> [PROBLEM STATEMENT]:
Only the lines below starting at the one that contains "CLI result type" and ending at the one that contains "pub type CliResult<T> = Result<T, CliError>;" are to be reproduced, exactly and with both ends kept.

[Stored data entries]
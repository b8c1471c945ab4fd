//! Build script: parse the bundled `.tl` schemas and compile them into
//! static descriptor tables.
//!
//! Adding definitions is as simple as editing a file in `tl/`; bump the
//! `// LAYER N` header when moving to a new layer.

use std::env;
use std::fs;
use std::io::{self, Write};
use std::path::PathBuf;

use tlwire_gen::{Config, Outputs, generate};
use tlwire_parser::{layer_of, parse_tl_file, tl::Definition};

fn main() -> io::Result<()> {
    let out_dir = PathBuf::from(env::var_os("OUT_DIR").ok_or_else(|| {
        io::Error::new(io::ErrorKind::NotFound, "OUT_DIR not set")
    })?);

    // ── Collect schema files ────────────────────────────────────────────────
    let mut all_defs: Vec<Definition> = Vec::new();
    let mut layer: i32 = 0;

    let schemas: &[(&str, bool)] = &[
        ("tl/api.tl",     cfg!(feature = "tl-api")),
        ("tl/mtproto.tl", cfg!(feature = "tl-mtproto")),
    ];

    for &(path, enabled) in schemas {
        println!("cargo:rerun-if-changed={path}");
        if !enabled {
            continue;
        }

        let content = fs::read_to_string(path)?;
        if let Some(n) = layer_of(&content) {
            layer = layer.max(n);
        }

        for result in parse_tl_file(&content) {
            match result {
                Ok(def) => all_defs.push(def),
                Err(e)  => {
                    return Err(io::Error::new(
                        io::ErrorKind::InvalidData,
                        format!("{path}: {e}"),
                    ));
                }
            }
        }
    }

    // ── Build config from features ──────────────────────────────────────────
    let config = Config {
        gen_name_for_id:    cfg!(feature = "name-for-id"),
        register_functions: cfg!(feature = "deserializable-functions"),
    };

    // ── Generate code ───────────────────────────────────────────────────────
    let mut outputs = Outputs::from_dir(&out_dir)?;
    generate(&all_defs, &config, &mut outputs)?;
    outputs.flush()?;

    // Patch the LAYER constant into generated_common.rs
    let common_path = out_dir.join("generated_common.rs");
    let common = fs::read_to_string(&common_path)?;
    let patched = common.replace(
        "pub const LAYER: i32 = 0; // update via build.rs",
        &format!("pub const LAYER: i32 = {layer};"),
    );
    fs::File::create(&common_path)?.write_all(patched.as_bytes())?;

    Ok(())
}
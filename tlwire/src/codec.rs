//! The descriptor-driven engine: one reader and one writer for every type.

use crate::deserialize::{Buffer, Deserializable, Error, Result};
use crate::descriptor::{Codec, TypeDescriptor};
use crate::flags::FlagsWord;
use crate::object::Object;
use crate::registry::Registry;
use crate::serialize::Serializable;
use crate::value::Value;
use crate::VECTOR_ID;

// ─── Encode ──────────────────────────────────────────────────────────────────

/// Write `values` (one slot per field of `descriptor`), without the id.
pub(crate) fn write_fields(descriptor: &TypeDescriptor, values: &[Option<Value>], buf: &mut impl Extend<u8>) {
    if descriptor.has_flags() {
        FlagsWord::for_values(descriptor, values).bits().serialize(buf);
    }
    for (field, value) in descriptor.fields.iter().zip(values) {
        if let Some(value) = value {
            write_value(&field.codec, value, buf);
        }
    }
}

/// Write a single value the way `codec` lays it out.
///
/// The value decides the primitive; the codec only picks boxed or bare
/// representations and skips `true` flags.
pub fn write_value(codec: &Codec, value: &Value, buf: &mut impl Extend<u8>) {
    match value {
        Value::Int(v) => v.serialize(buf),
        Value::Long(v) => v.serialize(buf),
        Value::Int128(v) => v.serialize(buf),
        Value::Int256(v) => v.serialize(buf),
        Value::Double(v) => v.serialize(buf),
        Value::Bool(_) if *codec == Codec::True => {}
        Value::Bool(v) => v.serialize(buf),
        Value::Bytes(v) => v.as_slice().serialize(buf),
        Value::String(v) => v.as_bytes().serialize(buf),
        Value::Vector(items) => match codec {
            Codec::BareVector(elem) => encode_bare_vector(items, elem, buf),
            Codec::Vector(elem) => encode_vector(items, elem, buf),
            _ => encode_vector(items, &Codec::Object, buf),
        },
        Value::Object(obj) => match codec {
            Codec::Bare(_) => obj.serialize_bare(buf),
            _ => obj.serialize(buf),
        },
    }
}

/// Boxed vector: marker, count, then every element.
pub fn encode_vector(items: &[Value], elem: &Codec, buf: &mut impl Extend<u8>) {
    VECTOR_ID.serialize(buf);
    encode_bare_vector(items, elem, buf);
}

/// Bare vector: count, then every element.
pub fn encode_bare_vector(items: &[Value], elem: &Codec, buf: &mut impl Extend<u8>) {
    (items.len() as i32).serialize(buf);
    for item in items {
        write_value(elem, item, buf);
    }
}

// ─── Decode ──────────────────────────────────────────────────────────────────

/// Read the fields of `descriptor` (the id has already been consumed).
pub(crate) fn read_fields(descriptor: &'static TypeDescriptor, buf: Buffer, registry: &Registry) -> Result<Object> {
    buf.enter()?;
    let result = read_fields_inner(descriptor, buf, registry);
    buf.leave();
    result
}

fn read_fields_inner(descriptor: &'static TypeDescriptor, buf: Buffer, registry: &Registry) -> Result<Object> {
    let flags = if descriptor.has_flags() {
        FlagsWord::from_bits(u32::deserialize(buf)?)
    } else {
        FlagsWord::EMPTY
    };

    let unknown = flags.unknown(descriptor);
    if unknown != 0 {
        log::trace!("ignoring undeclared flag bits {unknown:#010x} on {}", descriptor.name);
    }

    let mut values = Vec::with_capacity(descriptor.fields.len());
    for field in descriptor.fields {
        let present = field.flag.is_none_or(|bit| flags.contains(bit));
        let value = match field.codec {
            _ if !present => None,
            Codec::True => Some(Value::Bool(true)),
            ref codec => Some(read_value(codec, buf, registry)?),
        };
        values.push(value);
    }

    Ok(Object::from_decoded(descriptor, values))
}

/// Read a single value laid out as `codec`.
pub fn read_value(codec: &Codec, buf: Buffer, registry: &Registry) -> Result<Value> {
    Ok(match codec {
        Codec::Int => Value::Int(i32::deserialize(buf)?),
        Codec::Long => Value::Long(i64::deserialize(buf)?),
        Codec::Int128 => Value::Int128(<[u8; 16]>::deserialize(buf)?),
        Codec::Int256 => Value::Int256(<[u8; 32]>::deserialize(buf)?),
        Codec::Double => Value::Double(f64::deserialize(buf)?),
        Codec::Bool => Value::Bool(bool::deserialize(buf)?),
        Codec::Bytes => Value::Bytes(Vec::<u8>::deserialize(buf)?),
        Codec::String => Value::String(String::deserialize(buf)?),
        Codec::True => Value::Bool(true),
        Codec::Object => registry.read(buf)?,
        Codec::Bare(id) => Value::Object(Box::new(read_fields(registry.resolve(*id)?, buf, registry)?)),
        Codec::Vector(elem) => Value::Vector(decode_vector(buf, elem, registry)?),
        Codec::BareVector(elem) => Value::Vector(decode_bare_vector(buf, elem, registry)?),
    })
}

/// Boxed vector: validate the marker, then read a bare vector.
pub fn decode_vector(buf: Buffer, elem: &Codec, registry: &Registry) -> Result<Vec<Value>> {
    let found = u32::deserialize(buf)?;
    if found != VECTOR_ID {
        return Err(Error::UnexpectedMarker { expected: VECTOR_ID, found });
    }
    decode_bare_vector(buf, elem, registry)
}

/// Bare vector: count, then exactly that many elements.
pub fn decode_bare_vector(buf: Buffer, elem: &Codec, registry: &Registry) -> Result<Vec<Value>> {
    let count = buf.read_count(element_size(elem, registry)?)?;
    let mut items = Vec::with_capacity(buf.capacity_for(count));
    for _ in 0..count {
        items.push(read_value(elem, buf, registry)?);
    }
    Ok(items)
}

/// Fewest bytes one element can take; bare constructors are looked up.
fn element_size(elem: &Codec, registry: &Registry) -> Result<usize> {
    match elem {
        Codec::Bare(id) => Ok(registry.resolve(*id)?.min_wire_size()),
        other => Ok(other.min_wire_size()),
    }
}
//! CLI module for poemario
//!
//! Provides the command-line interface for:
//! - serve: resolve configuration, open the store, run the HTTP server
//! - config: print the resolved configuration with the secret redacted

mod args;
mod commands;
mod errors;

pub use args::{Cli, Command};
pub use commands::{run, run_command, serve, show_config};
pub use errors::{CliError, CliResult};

* * *

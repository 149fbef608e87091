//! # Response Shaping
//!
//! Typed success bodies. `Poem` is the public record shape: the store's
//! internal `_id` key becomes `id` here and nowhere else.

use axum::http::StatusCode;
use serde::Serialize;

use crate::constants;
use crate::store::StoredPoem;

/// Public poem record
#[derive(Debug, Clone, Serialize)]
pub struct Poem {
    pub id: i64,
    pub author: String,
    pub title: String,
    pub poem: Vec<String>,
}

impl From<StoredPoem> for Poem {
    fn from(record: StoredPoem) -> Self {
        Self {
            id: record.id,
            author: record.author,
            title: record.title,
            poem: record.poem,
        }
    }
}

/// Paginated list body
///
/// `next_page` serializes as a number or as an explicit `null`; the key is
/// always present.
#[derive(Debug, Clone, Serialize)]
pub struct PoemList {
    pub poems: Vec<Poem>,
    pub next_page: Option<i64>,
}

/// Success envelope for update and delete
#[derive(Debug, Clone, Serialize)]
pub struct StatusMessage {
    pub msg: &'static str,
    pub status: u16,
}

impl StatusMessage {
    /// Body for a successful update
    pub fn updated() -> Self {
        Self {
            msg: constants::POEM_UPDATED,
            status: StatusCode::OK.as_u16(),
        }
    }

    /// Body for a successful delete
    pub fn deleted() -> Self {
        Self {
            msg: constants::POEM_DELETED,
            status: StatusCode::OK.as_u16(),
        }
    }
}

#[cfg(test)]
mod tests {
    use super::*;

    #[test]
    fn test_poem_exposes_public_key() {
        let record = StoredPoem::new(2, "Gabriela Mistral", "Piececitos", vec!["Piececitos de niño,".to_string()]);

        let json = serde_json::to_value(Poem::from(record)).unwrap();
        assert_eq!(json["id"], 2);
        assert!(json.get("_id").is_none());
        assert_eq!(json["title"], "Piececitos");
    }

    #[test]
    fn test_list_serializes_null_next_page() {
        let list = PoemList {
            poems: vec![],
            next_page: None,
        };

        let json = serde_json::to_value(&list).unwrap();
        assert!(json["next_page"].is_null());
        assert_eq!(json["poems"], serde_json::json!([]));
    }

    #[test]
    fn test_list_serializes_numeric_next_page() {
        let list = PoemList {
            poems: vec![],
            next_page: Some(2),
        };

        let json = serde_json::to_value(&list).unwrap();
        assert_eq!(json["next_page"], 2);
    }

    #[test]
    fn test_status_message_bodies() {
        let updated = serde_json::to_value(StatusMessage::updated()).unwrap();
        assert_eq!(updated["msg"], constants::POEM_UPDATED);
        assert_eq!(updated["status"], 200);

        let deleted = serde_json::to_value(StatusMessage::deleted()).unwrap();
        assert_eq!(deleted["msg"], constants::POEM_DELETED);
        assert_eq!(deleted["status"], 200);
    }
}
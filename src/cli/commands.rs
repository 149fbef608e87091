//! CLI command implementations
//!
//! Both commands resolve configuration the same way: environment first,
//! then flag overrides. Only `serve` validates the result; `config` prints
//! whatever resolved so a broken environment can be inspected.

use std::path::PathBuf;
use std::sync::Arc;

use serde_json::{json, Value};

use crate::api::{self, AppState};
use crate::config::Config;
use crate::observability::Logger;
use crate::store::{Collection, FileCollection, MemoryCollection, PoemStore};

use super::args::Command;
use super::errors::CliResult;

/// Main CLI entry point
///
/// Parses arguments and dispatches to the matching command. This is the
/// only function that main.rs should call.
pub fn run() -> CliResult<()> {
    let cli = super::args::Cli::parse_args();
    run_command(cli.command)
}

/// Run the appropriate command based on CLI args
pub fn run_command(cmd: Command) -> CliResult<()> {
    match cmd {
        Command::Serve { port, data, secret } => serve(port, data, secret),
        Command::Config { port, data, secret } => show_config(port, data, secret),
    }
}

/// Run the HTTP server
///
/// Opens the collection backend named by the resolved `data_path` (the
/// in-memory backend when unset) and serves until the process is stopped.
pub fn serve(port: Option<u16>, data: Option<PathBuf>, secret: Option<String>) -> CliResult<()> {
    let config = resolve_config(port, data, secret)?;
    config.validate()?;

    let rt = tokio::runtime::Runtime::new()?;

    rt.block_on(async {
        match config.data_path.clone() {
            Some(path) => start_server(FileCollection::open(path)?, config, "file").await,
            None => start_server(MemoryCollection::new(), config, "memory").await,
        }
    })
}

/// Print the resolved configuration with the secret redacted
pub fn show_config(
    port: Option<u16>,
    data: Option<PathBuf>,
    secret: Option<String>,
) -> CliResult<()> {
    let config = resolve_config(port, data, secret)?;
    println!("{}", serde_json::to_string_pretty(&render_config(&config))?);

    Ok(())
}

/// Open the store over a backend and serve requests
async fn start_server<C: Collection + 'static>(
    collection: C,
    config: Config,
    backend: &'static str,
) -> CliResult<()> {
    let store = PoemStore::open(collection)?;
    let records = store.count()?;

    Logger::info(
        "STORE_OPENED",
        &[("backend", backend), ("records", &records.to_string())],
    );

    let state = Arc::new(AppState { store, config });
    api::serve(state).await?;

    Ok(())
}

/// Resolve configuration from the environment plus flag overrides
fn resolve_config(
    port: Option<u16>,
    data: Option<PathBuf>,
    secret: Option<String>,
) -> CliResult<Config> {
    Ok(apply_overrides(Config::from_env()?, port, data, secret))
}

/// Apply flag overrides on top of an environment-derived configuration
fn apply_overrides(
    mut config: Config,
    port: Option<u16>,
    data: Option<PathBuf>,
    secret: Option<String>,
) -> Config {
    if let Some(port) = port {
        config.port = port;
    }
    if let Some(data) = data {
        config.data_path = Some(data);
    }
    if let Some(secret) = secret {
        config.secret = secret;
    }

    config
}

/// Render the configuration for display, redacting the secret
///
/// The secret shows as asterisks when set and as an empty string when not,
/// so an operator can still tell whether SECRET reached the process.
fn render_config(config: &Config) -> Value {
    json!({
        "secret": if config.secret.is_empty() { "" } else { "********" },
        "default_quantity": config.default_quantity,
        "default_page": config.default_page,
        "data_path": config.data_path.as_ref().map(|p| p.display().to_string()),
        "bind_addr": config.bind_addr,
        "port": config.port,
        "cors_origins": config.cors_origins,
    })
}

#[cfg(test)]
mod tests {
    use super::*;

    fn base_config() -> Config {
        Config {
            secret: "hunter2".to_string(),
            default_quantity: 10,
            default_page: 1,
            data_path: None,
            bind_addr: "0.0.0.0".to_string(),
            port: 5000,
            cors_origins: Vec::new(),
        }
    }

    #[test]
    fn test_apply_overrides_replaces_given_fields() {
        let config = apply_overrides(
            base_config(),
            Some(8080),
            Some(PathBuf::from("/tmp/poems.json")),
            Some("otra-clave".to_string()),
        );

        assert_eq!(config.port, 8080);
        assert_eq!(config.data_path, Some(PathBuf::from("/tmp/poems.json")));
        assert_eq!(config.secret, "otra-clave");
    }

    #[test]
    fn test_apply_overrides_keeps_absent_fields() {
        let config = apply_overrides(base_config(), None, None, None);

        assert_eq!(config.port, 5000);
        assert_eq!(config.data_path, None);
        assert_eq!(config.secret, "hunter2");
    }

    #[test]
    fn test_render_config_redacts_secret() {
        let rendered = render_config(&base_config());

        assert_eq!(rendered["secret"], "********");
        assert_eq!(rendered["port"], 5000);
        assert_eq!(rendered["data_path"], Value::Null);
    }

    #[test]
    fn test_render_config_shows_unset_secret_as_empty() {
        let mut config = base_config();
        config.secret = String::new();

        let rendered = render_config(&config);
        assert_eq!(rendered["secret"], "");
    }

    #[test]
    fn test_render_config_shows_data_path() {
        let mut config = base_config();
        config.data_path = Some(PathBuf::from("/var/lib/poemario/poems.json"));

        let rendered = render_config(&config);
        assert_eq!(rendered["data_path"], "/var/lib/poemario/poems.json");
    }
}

---

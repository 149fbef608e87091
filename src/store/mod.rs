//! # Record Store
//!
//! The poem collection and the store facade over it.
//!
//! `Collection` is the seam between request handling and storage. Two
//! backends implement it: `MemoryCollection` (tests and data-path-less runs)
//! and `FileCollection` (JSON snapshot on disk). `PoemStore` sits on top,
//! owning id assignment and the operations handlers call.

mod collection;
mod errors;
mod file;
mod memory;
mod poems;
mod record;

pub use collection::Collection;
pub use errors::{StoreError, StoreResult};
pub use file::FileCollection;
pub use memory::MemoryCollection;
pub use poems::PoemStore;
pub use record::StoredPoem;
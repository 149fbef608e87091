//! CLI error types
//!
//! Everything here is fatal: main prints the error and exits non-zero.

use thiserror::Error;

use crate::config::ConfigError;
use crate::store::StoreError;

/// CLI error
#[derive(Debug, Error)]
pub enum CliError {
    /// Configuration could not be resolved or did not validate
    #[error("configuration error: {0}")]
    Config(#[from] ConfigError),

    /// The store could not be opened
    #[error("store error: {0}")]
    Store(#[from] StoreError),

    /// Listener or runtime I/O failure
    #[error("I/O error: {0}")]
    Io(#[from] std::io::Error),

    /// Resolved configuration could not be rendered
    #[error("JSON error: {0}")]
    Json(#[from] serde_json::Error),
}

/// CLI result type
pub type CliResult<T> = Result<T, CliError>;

> [WRITTEN ANSWER]:
/// CLI result type
pub type CliResult<T> = Result<T, CliError>;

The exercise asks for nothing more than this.